● Stored data entries

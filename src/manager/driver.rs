//! Per-session driver task
//!
//! Each started session gets one driver that exclusively owns the transport
//! handle. It reacts to two sources: commands from control calls and events
//! from the transport. Because all state transitions for a session happen
//! here, events for that session are published in generation order and no
//! other task ever mutates its connection-scoped fields.

use std::sync::Arc;

use tokio::sync::mpsc;

use super::commands::SessionCommand;
use super::lifecycle::start_inner;
use super::session::SessionRecord;
use super::ManagerInner;
use crate::events::Event;
use crate::store::CredentialStore;
use crate::transport::{DisconnectReason, Transport, TransportEvent, TransportHandle};
use crate::types::session::{AuthMethod, SessionStatus};

/// Start parameters carried across reconnects
pub(super) struct DriverParams {
    pub method: AuthMethod,
    pub phone_number: Option<String>,
}

/// Spawn the background task driving one session's connection
///
/// The task runs until the connection closes, an explicit logout or
/// teardown command arrives, or the transport's event stream ends.
pub(super) fn spawn_driver<T: Transport, C: CredentialStore>(
    inner: Arc<ManagerInner<T, C>>,
    record: SessionRecord,
    handle: T::Handle,
    mut events_rx: mpsc::UnboundedReceiver<TransportEvent>,
    mut command_rx: mpsc::UnboundedReceiver<SessionCommand>,
    params: DriverParams,
) {
    tokio::spawn(async move {
        let id = record.id.clone();
        loop {
            tokio::select! {
                Some(cmd) = command_rx.recv() => {
                    match cmd {
                        SessionCommand::SendText { to, text, response_tx } => {
                            let result = handle.send_text(&to, &text).await;
                            let _ = response_tx.send(result);
                        }
                        SessionCommand::SendImage { to, image, response_tx } => {
                            let result = handle.send_image(&to, image).await;
                            let _ = response_tx.send(result);
                        }
                        SessionCommand::RequestPairingCode { phone } => {
                            match handle.request_pairing_code(&phone).await {
                                Ok(code) => {
                                    *record.status.lock().await = SessionStatus::PairingPending;
                                    log::info!("[{id}] pairing code issued");
                                    inner.events.publish(Event::PairingCode {
                                        session_id: id.clone(),
                                        code,
                                    });
                                }
                                Err(e) => {
                                    log::error!("[{id}] pairing code request failed: {e}");
                                    inner.events.publish(Event::Error {
                                        session_id: Some(id.clone()),
                                        message: e.to_string(),
                                    });
                                }
                            }
                        }
                        SessionCommand::Logout { response_tx } => {
                            let result = handle.logout().await;
                            record.clear_connection().await;
                            *record.status.lock().await = SessionStatus::Disconnected;
                            log::info!("[{id}] logged out");
                            inner.events.publish(Event::SessionStatus {
                                session_id: id.clone(),
                                status: SessionStatus::Disconnected,
                                user: None,
                            });
                            let _ = response_tx.send(result);
                            break;
                        }
                        SessionCommand::Shutdown { response_tx } => {
                            if let Err(e) = handle.logout().await {
                                log::warn!("[{id}] logout during teardown failed: {e}");
                            }
                            record.clear_connection().await;
                            *record.status.lock().await = SessionStatus::Disconnected;
                            let _ = response_tx.send(());
                            break;
                        }
                    }
                }
                event = events_rx.recv() => {
                    let Some(event) = event else {
                        // Stream ended without a close event: treat as a
                        // lost connection.
                        log::warn!("[{id}] transport event stream ended");
                        handle_close(&inner, &record, DisconnectReason::ConnectionLost, &params)
                            .await;
                        break;
                    };
                    match event {
                        TransportEvent::Qr(payload) => {
                            if params.method == AuthMethod::Qr {
                                *record.status.lock().await = SessionStatus::QrPending;
                                *record.qr_payload.lock().await = Some(payload.clone());
                                log::info!("[{id}] QR code generated");
                                inner.events.publish(Event::Qr {
                                    session_id: id.clone(),
                                    payload,
                                });
                            }
                        }
                        TransportEvent::Open { user } => {
                            *record.status.lock().await = SessionStatus::Connected;
                            *record.qr_payload.lock().await = None;
                            *record.user.lock().await = Some(user.clone());
                            *record.reconnect_attempts.lock().await = 0;
                            log::info!("[{id}] connected as {}", user.id);
                            inner.events.publish(Event::SessionStatus {
                                session_id: id.clone(),
                                status: SessionStatus::Connected,
                                user: Some(user),
                            });
                        }
                        TransportEvent::Close { reason } => {
                            handle_close(&inner, &record, reason, &params).await;
                            break;
                        }
                        TransportEvent::CredsUpdated(state) => {
                            // Best effort: a failed save must not take the
                            // connection down.
                            if let Err(e) = inner.store.save(&id, &state).await {
                                log::warn!("[{id}] failed to persist credentials: {e}");
                            }
                        }
                        TransportEvent::MessageUpserted { from, from_me, payload, timestamp } => {
                            if !from_me && !payload.is_null() {
                                inner.events.publish(Event::MessageReceived {
                                    session_id: id.clone(),
                                    from,
                                    payload,
                                    timestamp,
                                });
                            }
                        }
                    }
                }
            }
        }
    });
}

/// Handle a connection close, deciding between terminal logout and reconnect
async fn handle_close<T: Transport, C: CredentialStore>(
    inner: &Arc<ManagerInner<T, C>>,
    record: &SessionRecord,
    reason: DisconnectReason,
    params: &DriverParams,
) {
    let id = record.id.clone();
    record.clear_connection().await;

    if !reason.should_reconnect() {
        // Logged out is terminal; the surface reports it as disconnected.
        *record.status.lock().await = SessionStatus::LoggedOut;
        log::info!("[{id}] logged out by remote");
        inner.events.publish(Event::SessionStatus {
            session_id: id,
            status: SessionStatus::Disconnected,
            user: None,
        });
        return;
    }

    let attempt = *record.reconnect_attempts.lock().await + 1;
    if inner.reconnect.is_exhausted(attempt) {
        *record.status.lock().await = SessionStatus::Disconnected;
        log::error!("[{id}] giving up after {} reconnect attempts", attempt - 1);
        inner.events.publish(Event::SessionStatus {
            session_id: id.clone(),
            status: SessionStatus::Disconnected,
            user: None,
        });
        inner.events.publish(Event::Error {
            session_id: Some(id),
            message: "reconnect attempts exhausted".to_string(),
        });
        return;
    }
    *record.reconnect_attempts.lock().await = attempt;

    *record.status.lock().await = SessionStatus::Reconnecting;
    inner.events.publish(Event::SessionStatus {
        session_id: id.clone(),
        status: SessionStatus::Reconnecting,
        user: None,
    });

    let delay = inner.reconnect.delay_for_attempt(attempt);
    log::info!(
        "[{id}] connection closed ({reason:?}), reconnecting in {}ms (attempt {attempt})",
        delay.as_millis()
    );

    let inner = Arc::clone(inner);
    let method = params.method;
    let phone_number = params.phone_number.clone();
    let timer_id = id.clone();
    let timer = tokio::spawn(async move {
        tokio::time::sleep(delay).await;
        // The session may have been deleted while the timer ran.
        if !inner.contains(&timer_id) {
            return;
        }
        if let Err(e) = start_inner(inner, timer_id.clone(), method, phone_number).await {
            log::error!("[{timer_id}] reconnect attempt failed: {e}");
        }
    });
    *record.reconnect_timer.lock().await = Some(timer);
}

● Exercise prompt
The data should be transcribed exactly, line for line.

● Result below
filename src/manager/driver.rs
//! Per-session driver task
//!
//! Each started session gets one driver that exclusively owns the transport
//! handle. It reacts to two sources: commands from control calls and events
//! from the transport. Because all state transitions for a session happen
//! here, events for that session are published in generation order and no
//! other task ever mutates its connection-scoped fields.

use std::sync::Arc;

use tokio::sync::mpsc;

use super::commands::SessionCommand;
use super::lifecycle::start_inner;
use super::session::SessionRecord;
use super::ManagerInner;
use crate::events::Event;
use crate::store::CredentialStore;
use crate::transport::{DisconnectReason, Transport, TransportEvent, TransportHandle};
use crate::types::session::{AuthMethod, SessionStatus};

/// Start parameters carried across reconnects
pub(super) struct DriverParams {
    pub method: AuthMethod,
    pub phone_number: Option<String>,
}

/// Spawn the background task driving one session's connection
///
/// The task runs until the connection closes, an explicit logout or
/// teardown command arrives, or the transport's event stream ends.
pub(super) fn spawn_driver<T: Transport, C: CredentialStore>(
    inner: Arc<ManagerInner<T, C>>,
    record: SessionRecord,
    handle: T::Handle,
    mut events_rx: mpsc::UnboundedReceiver<TransportEvent>,
    mut command_rx: mpsc::UnboundedReceiver<SessionCommand>,
    params: DriverParams,
) {
    tokio::spawn(async move {
        let id = record.id.clone();
        loop {
            tokio::select! {
                Some(cmd) = command_rx.recv() => {
                    match cmd {
                        SessionCommand::SendText { to, text, response_tx } => {
                            let result = handle.send_text(&to, &text).await;
                            let _ = response_tx.send(result);
                        }
                        SessionCommand::SendImage { to, image, response_tx } => {
                            let result = handle.send_image(&to, image).await;
                            let _ = response_tx.send(result);
                        }
                        SessionCommand::RequestPairingCode { phone } => {
                            match handle.request_pairing_code(&phone).await {
                                Ok(code) => {
                                    *record.status.lock().await = SessionStatus::PairingPending;
                                    log::info!("[{id}] pairing code issued");
                                    inner.events.publish(Event::PairingCode {
                                        session_id: id.clone(),
                                        code,
                                    });
                                }
                                Err(e) => {
                                    log::error!("[{id}] pairing code request failed: {e}");
                                    inner.events.publish(Event::Error {
                                        session_id: Some(id.clone()),
                                        message: e.to_string(),
                                    });
                                }
                            }
                        }
                        SessionCommand::Logout { response_tx } => {
                            let result = handle.logout().await;
                            record.clear_connection().await;
                            *record.status.lock().await = SessionStatus::Disconnected;
                            log::info!("[{id}] logged out");
                            inner.events.publish(Event::SessionStatus {
                                session_id: id.clone(),
                                status: SessionStatus::Disconnected,
                                user: None,
                            });
                            let _ = response_tx.send(result);
                            break;
                        }
                        SessionCommand::Shutdown { response_tx } => {
                            if let Err(e) = handle.logout().await {
                                log::warn!("[{id}] logout during teardown failed: {e}");
                            }
                            record.clear_connection().await;
                            *record.status.lock().await = SessionStatus::Disconnected;
                            let _ = response_tx.send(());
                            break;
                        }
                    }
                }
                event = events_rx.recv() => {
                    let Some(event) = event else {
                        // Stream ended without a close event: treat as a
                        // lost connection.
                        log::warn!("[{id}] transport event stream ended");
                        handle_close(&inner, &record, DisconnectReason::ConnectionLost, &params)
                            .await;
                        break;
                    };
                    match event {
                        TransportEvent::Qr(payload) => {
                            if params.method == AuthMethod::Qr {
                                *record.status.lock().await = SessionStatus::QrPending;
                                *record.qr_payload.lock().await = Some(payload.clone());
                                log::info!("[{id}] QR code generated");
                                inner.events.publish(Event::Qr {
                                    session_id: id.clone(),
                                    payload,
                                });
                            }
                        }
                        TransportEvent::Open { user } => {
                            *record.status.lock().await = SessionStatus::Connected;
                            *record.qr_payload.lock().await = None;
                            *record.user.lock().await = Some(user.clone());
                            *record.reconnect_attempts.lock().await = 0;
                            log::info!("[{id}] connected as {}", user.id);
                            inner.events.publish(Event::SessionStatus {
                                session_id: id.clone(),
                                status: SessionStatus::Connected,
                                user: Some(user),
                            });
                        }
                        TransportEvent::Close { reason } => {
                            handle_close(&inner, &record, reason, &params).await;
                            break;
                        }
                        TransportEvent::CredsUpdated(state) => {
                            // Best effort: a failed save must not take the
                            // connection down.
                            if let Err(e) = inner.store.save(&id, &state).await {
                                log::warn!("[{id}] failed to persist credentials: {e}");
                            }
                        }
                        TransportEvent::MessageUpserted { from, from_me, payload, timestamp } => {
                            if !from_me && !payload.is_null() {
                                inner.events.publish(Event::MessageReceived {
                                    session_id: id.clone(),
                                    from,
                                    payload,
                                    timestamp,
                                });
                            }
                        }
                    }
                }
            }
        }
    });
}

/// Handle a connection close, deciding between terminal logout and reconnect
async fn handle_close<T: Transport, C: CredentialStore>(
    inner: &Arc<ManagerInner<T, C>>,
    record: &SessionRecord,
    reason: DisconnectReason,
    params: &DriverParams,
) {
    let id = record.id.clone();
    record.clear_connection().await;

    if !reason.should_reconnect() {
        // Logged out is terminal; the surface reports it as disconnected.
        *record.status.lock().await = SessionStatus::LoggedOut;
        log::info!("[{id}] logged out by remote");
        inner.events.publish(Event::SessionStatus {
            session_id: id,
            status: SessionStatus::Disconnected,
            user: None,
        });
        return;
    }

    let attempt = *record.reconnect_attempts.lock().await + 1;
    if inner.reconnect.is_exhausted(attempt) {
        *record.status.lock().await = SessionStatus::Disconnected;
        log::error!("[{id}] giving up after {} reconnect attempts", attempt - 1);
        inner.events.publish(Event::SessionStatus {
            session_id: id.clone(),
            status: SessionStatus::Disconnected,
            user: None,
        });
        inner.events.publish(Event::Error {
            session_id: Some(id),
            message: "reconnect attempts exhausted".to_string(),
        });
        return;
    }
    *record.reconnect_attempts.lock().await = attempt;

    *record.status.lock().await = SessionStatus::Reconnecting;
    inner.events.publish(Event::SessionStatus {
        session_id: id.clone(),
        status: SessionStatus::Reconnecting,
        user: None,
    });

    let delay = inner.reconnect.delay_for_attempt(attempt);
    log::info!(
        "[{id}] connection closed ({reason:?}), reconnecting in {}ms (attempt {attempt})",
        delay.as_millis()
    );

    let inner = Arc::clone(inner);
    let method = params.method;
    let phone_number = params.phone_number.clone();
    let timer_id = id.clone();
    let timer = tokio::spawn(async move {
        tokio::time::sleep(delay).await;
        // The session may have been deleted while the timer ran.
        if !inner.contains(&timer_id) {
            return;
        }
        if let Err(e) = start_inner(inner, timer_id.clone(), method, phone_number).await {
            log::error!("[{timer_id}] reconnect attempt failed: {e}");
        }
    });
    *record.reconnect_timer.lock().await = Some(timer);
}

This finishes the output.